3. The relevant facts emerging from the record are as under :---

(a) By a master agreement of lease No. TCF/24/1986 dated 28th April, 1986, the plaintiff leased the suit equipments/machineries to the defendant on the terms and conditions set out therein. A supplementary lease schedule/indemnity certificate was also executed by and between the plaintiff and the defendant forming part of the same transaction. Under the said agreements, copies whereof are annexed to the plaint as Exhibits "A-1" and "A-2", the defendant agreed to pay certain amount to the plaintiff as "rental" for the use of the said machines. The duration of the lease agreement in the first instance was stipulated to be 108 months. The said agreement in terms provided that the plaintiffs were the sole owners of the suit equipments and machinery. The said agreement confered right on the plaintiff to terminate the said agreement if the defendant committed default in payment of rental and take back possession of suit equipments and exercise various rights and remedies as set out therein.
(b) Particulars of the said equipments/machineries are set out in the Schedule at Exhibit 'F' to the plaint.
(c) The defendant paid the agreed amount of lease rent to the plaintiff only for the period upto March 1988. In view of the defaults committed by the defendant, the plaintiff called upon the defendant to pay a sum of Rs. 3,78,158/- towards instalments which had already become due and certain other amounts towards delayed payment charges etc. within 14 days of the receipt of the said letter. It was also stated in the said letter that in the event of the defendant failing and neglecting to comply with the requisitions contained in the said later, it will be treated that the defendant was in default. It was stated in the said letter, that in that event the plaintiff will be entitled to enforce the remedies available under the aboverferred lease agreement dated 28th April, 1986. The defendants failed and neglected to pay the said amount or any part thereof. By a letter dated 25th January, 1991 addressed to the defendant, the plaintiff declared that in view of the defaults committed by the defendant, all the sums due under the lease agreement for the full term of the lease had become due and payable by the defendant to the plaintiff forthwith. By the said letter, the plaintiff called upon the defendants to pay sum of Rs. 5,78,015/- including Rs. 41,703/- being rentals due from February 1991 to the end of the lease tenor within 14 days from the receipt of the said letter. It was stated in the said letter that in default, the plaintiff shall be constrained to terminate the lease agreement and demand the return of the said equipment. By a letter dated 30th January, 1991 (Exhibit 'D' to the plaint), the defendant informed the plaintiff that the defendant was registered as a sick unit with the Board for Industrial and Financial Reconstructions under Registration No. 188/89 dated 22nd December, 1989. It was stated in the said letter that no proceedings could be taken against the defendant as 'threatened' in view of the provisions contained in section 22 of the Sick Industrial Companies (Special Provision) Act, 1985. It was stated in the said letter that all Agreements, recoveries, attachment and appointment of Receiver were suspended in view of the said provisions. The defendant did not deal with the claim of the plaintiff on merits.
(d) By a letter dated 26th February, 1991, the plaintiff terminated the said lease agreement as the plaintiff was left with no other alternative. The plaintiff thereafter filed this suit on 29th March, 1991 and took out the present notice of motion.

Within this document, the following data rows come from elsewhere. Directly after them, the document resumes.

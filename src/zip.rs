use std::collections::HashSet;
use std::io::{Cursor, Write};

use log::info;
use zip::write::{SimpleFileOptions, ZipWriter};
use zip::CompressionMethod;

use crate::error::ConvertError;

/// 在記憶體中累積轉換成功的項目並輸出單一 ZIP。
/// 項目名稱重複時附加數字後綴，不會靜默覆蓋。
pub struct ArchiveBuilder {
    writer: ZipWriter<Cursor<Vec<u8>>>,
    used_names: HashSet<String>,
    entries: usize,
}

impl ArchiveBuilder {
    pub fn new() -> Self {
        ArchiveBuilder {
            writer: ZipWriter::new(Cursor::new(Vec::new())),
            used_names: HashSet::new(),
            entries: 0,
        }
    }

    /// 寫入一個項目，回傳實際使用的項目名稱（可能帶後綴）
    pub fn add_entry(&mut self, name: &str, data: &[u8]) -> Result<String, ConvertError> {
        let final_name = self.unique_name(name);
        if final_name != name {
            info!("輸出檔名重複：{}，改用：{}", name, final_name);
        }
        let options = SimpleFileOptions::default()
            .compression_method(CompressionMethod::Deflated)
            .compression_level(Some(5));
        self.writer
            .start_file(final_name.clone(), options)
            .map_err(|e| ConvertError::Archive(e.to_string()))?;
        self.writer
            .write_all(data)
            .map_err(|e| ConvertError::Archive(e.to_string()))?;
        self.used_names.insert(final_name.clone());
        self.entries += 1;
        Ok(final_name)
    }

    pub fn entries(&self) -> usize {
        self.entries
    }

    /// 完成壓縮檔，沒有任何項目時回傳 None
    pub fn finish(self) -> Result<Option<Vec<u8>>, ConvertError> {
        if self.entries == 0 {
            return Ok(None);
        }
        let cursor = self
            .writer
            .finish()
            .map_err(|e| ConvertError::Archive(e.to_string()))?;
        let buffer = cursor.into_inner();
        info!("生成 ZIP 壓縮檔，共 {} 個項目，大小：{} 位元組", self.entries, buffer.len());
        Ok(Some(buffer))
    }

    fn unique_name(&self, name: &str) -> String {
        if !self.used_names.contains(name) {
            return name.to_string();
        }
        let (stem, ext) = match name.rsplit_once('.') {
            Some((stem, ext)) if !stem.is_empty() => (stem, ext),
            _ => (name, ""),
        };
        let mut n = 1;
        loop {
            let candidate = if ext.is_empty() {
                format!("{}_{}", stem, n)
            } else {
                format!("{}_{}.{}", stem, n, ext)
            };
            if !self.used_names.contains(&candidate) {
                return candidate;
            }
            n += 1;
        }
    }
}

impl Default for ArchiveBuilder {
    fn default() -> Self {
        Self::new()
    }
}
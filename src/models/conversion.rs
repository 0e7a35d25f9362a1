use std::path::PathBuf;

use clap::ValueEnum;

#[derive(Clone, Copy, PartialEq, Eq, Debug, ValueEnum)]
pub enum OutputFormat {
    Png,
    Jpeg,
    Webp,
    Bmp,
}

impl OutputFormat {
    /// 輸出檔案的副檔名（小寫）
    pub fn extension(&self) -> &'static str {
        match self {
            OutputFormat::Png => "png",
            OutputFormat::Jpeg => "jpg",
            OutputFormat::Webp => "webp",
            OutputFormat::Bmp => "bmp",
        }
    }

    pub fn label(&self) -> &'static str {
        match self {
            OutputFormat::Png => "PNG",
            OutputFormat::Jpeg => "JPEG",
            OutputFormat::Webp => "WEBP",
            OutputFormat::Bmp => "BMP",
        }
    }
}

#[derive(Clone, Copy, Debug, PartialEq, Eq)]
pub struct ResizeLimits {
    pub max_width: u32,
    pub max_height: u32,
}

#[derive(Clone, Debug)]
pub struct ConversionRequest {
    pub format: OutputFormat,
    /// JPEG 品質，1 到 100，其他格式忽略
    pub quality: u8,
    pub resize: Option<ResizeLimits>,
}

#[derive(Debug)]
pub enum ConversionResult {
    Converted { file_name: String, data: Vec<u8> },
    Failed { file_name: String, error: String },
}

impl ConversionResult {
    pub fn is_converted(&self) -> bool {
        matches!(self, ConversionResult::Converted { .. })
    }

    pub fn file_name(&self) -> &str {
        match self {
            ConversionResult::Converted { file_name, .. } => file_name,
            ConversionResult::Failed { file_name, .. } => file_name,
        }
    }
}

#[derive(Debug)]
pub struct BatchOutput {
    /// 每個輸入對應一筆結果，順序與輸入相同
    pub results: Vec<ConversionResult>,
    /// 全部失敗時為 None
    pub archive: Option<Vec<u8>>,
}

#[derive(Clone)]
pub struct BatchOptions {
    pub input_path: PathBuf,
    pub output_dir: String,
    pub format: OutputFormat,
    pub quality: u8,
    pub resize: Option<ResizeLimits>,
    pub no_progress: bool,
}

impl BatchOptions {
    pub fn request(&self) -> ConversionRequest {
        ConversionRequest {
            format: self.format,
            quality: self.quality,
            resize: self.resize,
        }
    }
}

#[derive(Debug)]
pub struct BatchSummary {
    pub archive_path: String,
    pub succeeded: Vec<String>,
    pub failed: Vec<(String, String)>,
}

/// 以目標格式的副檔名取代原始副檔名，無副檔名時直接附加
pub fn output_file_name(input_name: &str, format: OutputFormat) -> String {
    let stem = match input_name.rsplit_once('.') {
        Some((stem, _)) if !stem.is_empty() => stem,
        _ => input_name,
    };
    format!("{}.{}", stem, format.extension())
}
use std::io;

use heic_to_image::cli::process_args;

fn main() -> io::Result<()> {
    let args: Vec<String> = std::env::args().collect();
    let archive_path = process_args(args)?;
    log::info!("程式執行完成，輸出壓縮檔：{}", archive_path);
    println!("轉換完成！ZIP 檔案位於：{}", archive_path);
    Ok(())
}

4. At the outset it is necessary to refer to some of the provisions of the above-referred lease agreements copies whereof are annexed as Exhibits A-1 and A-2 to the plaint. The said lease agreement was initially for a duration of 108 months. The said agreement in terms provided that no right title or interest in the equipment was passed to the lessee by virtue of the said agreement. The said agreement in terms provided that the plaintiff alone had sole and exclusive right, title and interest in the said equipment. It was further provided in the said agreement as under :--

"The lessor and the lessee hereby confirm that their intent is that the equipment shall at all times remain the property of the lessor."

By the said agreement, the defendant agreed and undertook not to sell, assign, sublet, pledge, hypothecate or otherwise encumber or suffer a lien upon or against the equipments or remove the equipment from the factory, office or site where originally put to use or located without prior consent of the plaintiff in writing. The said agreement conferred an option on the lessee to renew the lease for further periods as may be decided by the lessee subject to the proviso that such further extension of the lease period shall not provide for renewal exceeding five years at a time.

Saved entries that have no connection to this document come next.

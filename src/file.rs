use std::fs::File;
use std::io::{self, Read};
use std::path::{Path, PathBuf};

use log::{info, warn};
use walkdir::WalkDir;

use crate::models::image::InputImage;

const HEIC_EXTENSIONS: [&str; 2] = ["heic", "heif"];

pub fn is_heic_file(path: &Path) -> bool {
    path.extension()
        .and_then(|ext| ext.to_str())
        .map(|ext| {
            let ext = ext.to_ascii_lowercase();
            HEIC_EXTENSIONS.contains(&ext.as_str())
        })
        .unwrap_or(false)
}

/// 收集輸入檔案。目錄會遞迴掃描並僅保留 .heic/.heif，
/// 明確指定的單一檔案則直接交給解碼器判斷
pub fn collect_heic_files(input_path: &Path) -> io::Result<Vec<PathBuf>> {
    if input_path.is_file() {
        if !is_heic_file(input_path) {
            warn!("輸入檔案非 .heic/.heif 副檔名：{}", input_path.display());
        }
        return Ok(vec![input_path.to_path_buf()]);
    }

    let mut files = Vec::new();
    for entry in WalkDir::new(input_path).sort_by_file_name() {
        let entry =
            entry.map_err(|e| io::Error::new(io::ErrorKind::Other, format!("掃描目錄失敗: {}", e)))?;
        if entry.file_type().is_file() && is_heic_file(entry.path()) {
            files.push(entry.path().to_path_buf());
        }
    }
    info!("共收集 {} 個 HEIC/HEIF 檔案", files.len());
    Ok(files)
}

pub fn read_file_content(file_path: &Path) -> io::Result<(Vec<u8>, usize)> {
    let file = File::open(file_path)?;
    let file_size = file.metadata()?.len() as usize;
    let mut data = Vec::with_capacity(file_size);
    let mut reader = io::BufReader::with_capacity(4 * 1024 * 1024, file);
    reader.read_to_end(&mut data)?;
    Ok((data, file_size))
}

pub fn read_input_images(paths: &[PathBuf]) -> io::Result<Vec<InputImage>> {
    let mut inputs = Vec::with_capacity(paths.len());
    for path in paths {
        let (data, file_size) = read_file_content(path)?;
        info!("讀取檔案：{}，原始大小：{} 位元組", path.display(), file_size);
        let file_name = path
            .file_name()
            .map(|name| name.to_string_lossy().to_string())
            .unwrap_or_else(|| "image.heic".to_string());
        inputs.push(InputImage::new(file_name, data));
    }
    Ok(inputs)
}

#[cfg(test)]
mod tests {
    use super::*;
    use std::fs;

    #[test]
    fn directory_scan_keeps_only_heic_extensions() {
        let dir = tempfile::tempdir().unwrap();
        fs::write(dir.path().join("b.HEIF"), b"x").unwrap();
        fs::write(dir.path().join("a.heic"), b"x").unwrap();
        fs::write(dir.path().join("c.txt"), b"x").unwrap();
        fs::write(dir.path().join("d.jpg"), b"x").unwrap();

        let files = collect_heic_files(dir.path()).unwrap();
        let names: Vec<_> = files
            .iter()
            .map(|p| p.file_name().unwrap().to_string_lossy().to_string())
            .collect();
        assert_eq!(names, vec!["a.heic", "b.HEIF"]);
    }

    #[test]
    fn explicit_file_is_accepted_regardless_of_extension() {
        let dir = tempfile::tempdir().unwrap();
        let path = dir.path().join("photo.png");
        fs::write(&path, b"x").unwrap();

        let files = collect_heic_files(&path).unwrap();
        assert_eq!(files, vec![path]);
    }

    #[test]
    fn nested_directories_are_scanned() {
        let dir = tempfile::tempdir().unwrap();
        fs::create_dir(dir.path().join("sub")).unwrap();
        fs::write(dir.path().join("sub").join("x.heic"), b"x").unwrap();

        let files = collect_heic_files(dir.path()).unwrap();
        assert_eq!(files.len(), 1);
    }

    #[test]
    fn reads_bytes_and_size() {
        let dir = tempfile::tempdir().unwrap();
        let path = dir.path().join("a.heic");
        fs::write(&path, b"hello").unwrap();

        let (data, size) = read_file_content(&path).unwrap();
        assert_eq!(data, b"hello");
        assert_eq!(size, 5);
    }
}
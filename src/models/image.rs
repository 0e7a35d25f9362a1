#[derive(Clone)]
pub struct InputImage {
    pub file_name: String,
    pub data: Vec<u8>,
}

impl InputImage {
    pub fn new(file_name: impl Into<String>, data: Vec<u8>) -> Self {
        InputImage {
            file_name: file_name.into(),
            data,
        }
    }
}
use std::borrow::Cow;
use std::io::Cursor;

use image::codecs::jpeg::JpegEncoder;
use image::imageops::FilterType;
use image::{DynamicImage, ImageFormat, RgbImage};

use crate::error::ConvertError;
use crate::models::conversion::{OutputFormat, ResizeLimits};

/// 計算等比例縮小後的尺寸，影像已在範圍內時回傳 None（不放大）
pub fn shrink_dimensions(
    width: u32,
    height: u32,
    max_width: u32,
    max_height: u32,
) -> Option<(u32, u32)> {
    if width <= max_width && height <= max_height {
        return None;
    }
    let ratio = (max_width as f64 / width as f64).min(max_height as f64 / height as f64);
    let w = ((width as f64 * ratio).round() as u32).clamp(1, max_width);
    let h = ((height as f64 * ratio).round() as u32).clamp(1, max_height);
    Some((w, h))
}

pub fn shrink_to_fit(image: DynamicImage, limits: &ResizeLimits) -> DynamicImage {
    match shrink_dimensions(
        image.width(),
        image.height(),
        limits.max_width,
        limits.max_height,
    ) {
        Some((w, h)) => image.resize_exact(w, h, FilterType::Triangle),
        None => image,
    }
}

/// 將帶透明度的影像合成到不透明白色背景上（JPEG 不支援 alpha）
pub fn flatten_onto_white(image: &DynamicImage) -> RgbImage {
    if !image.color().has_alpha() {
        return image.to_rgb8();
    }
    let rgba = image.to_rgba8();
    let mut rgb = RgbImage::new(rgba.width(), rgba.height());
    for (dst, src) in rgb.pixels_mut().zip(rgba.pixels()) {
        let alpha = src[3] as u32;
        for c in 0..3 {
            dst[c] = ((src[c] as u32 * alpha + 255 * (255 - alpha) + 127) / 255) as u8;
        }
    }
    rgb
}

/// 以目標格式編碼影像。JPEG 先壓平透明度並套用品質參數，
/// 其他格式使用編碼器預設（無損）設定
pub fn encode_image(
    image: &DynamicImage,
    format: OutputFormat,
    quality: u8,
) -> Result<Vec<u8>, ConvertError> {
    let mut buf = Vec::new();
    match format {
        OutputFormat::Jpeg => {
            let rgb = flatten_onto_white(image);
            let encoder = JpegEncoder::new_with_quality(Cursor::new(&mut buf), quality);
            DynamicImage::ImageRgb8(rgb)
                .write_with_encoder(encoder)
                .map_err(|e| ConvertError::Encode(e.to_string()))?;
        }
        OutputFormat::Png | OutputFormat::Webp | OutputFormat::Bmp => {
            to_encodable(image)
                .write_to(&mut Cursor::new(&mut buf), image_format(format))
                .map_err(|e| ConvertError::Encode(e.to_string()))?;
        }
    }
    Ok(buf)
}

fn image_format(format: OutputFormat) -> ImageFormat {
    match format {
        OutputFormat::Png => ImageFormat::Png,
        OutputFormat::Jpeg => ImageFormat::Jpeg,
        OutputFormat::Webp => ImageFormat::WebP,
        OutputFormat::Bmp => ImageFormat::Bmp,
    }
}

// WEBP 與 BMP 編碼器只接受 8 位元 RGB/RGBA，其他色彩型別先轉換
fn to_encodable(image: &DynamicImage) -> Cow<'_, DynamicImage> {
    match image {
        DynamicImage::ImageRgb8(_) | DynamicImage::ImageRgba8(_) => Cow::Borrowed(image),
        _ if image.color().has_alpha() => Cow::Owned(DynamicImage::ImageRgba8(image.to_rgba8())),
        _ => Cow::Owned(DynamicImage::ImageRgb8(image.to_rgb8())),
    }
}
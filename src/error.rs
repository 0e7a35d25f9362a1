use thiserror::Error;

/// 單一檔案轉換過程中的錯誤，於項目邊界攔截後轉為 Failed 結果
#[derive(Error, Debug)]
pub enum ConvertError {
    /// 輸入資料損壞或編碼器不支援
    #[error("解碼失敗：{0}")]
    Decode(String),

    /// 目標格式無法編碼該像素資料或參數
    #[error("編碼失敗：{0}")]
    Encode(String),

    /// 寫入 ZIP 項目失敗
    #[error("寫入壓縮檔失敗：{0}")]
    Archive(String),
}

5. It was provided that the lessee had made the selection of the equipments based upon their own judgment. The plaintiff agreed that the defendant shall be entitled to benefits of the warranties provided by the manufactures of the said equipment. It was provided that during the term of the lease and any renewal thereof, the plaintiff shall not be called upon to keep the equipment in good repair condition or working order. It was provided that the defendant shall get the equipment insured. Subject to the right of the plaintiff to create hypothecation of the said equipments in favour of their own bankers for any loan or any other financial facilities which may be obtained by the plaintiff, it was provided that the plaintiff shall not transfer the said equipments to anyone during the subsistence of the lease except as and by way of hypothecating or creating a charge in favour of the bank or financial institutions etc. The said agreement in terms provided that in the event of the defendant committing any default in paying the amount of lease rentals and the same remaining unpaid for 14 days after notice of demand was served on the defendants or any other default set out therein, the plaintiff shall be entitled to terminate the lease agreement and take back possession of the equipments and also recover the arrears of rent and damages etc. as more particularly referred to in the said agreement.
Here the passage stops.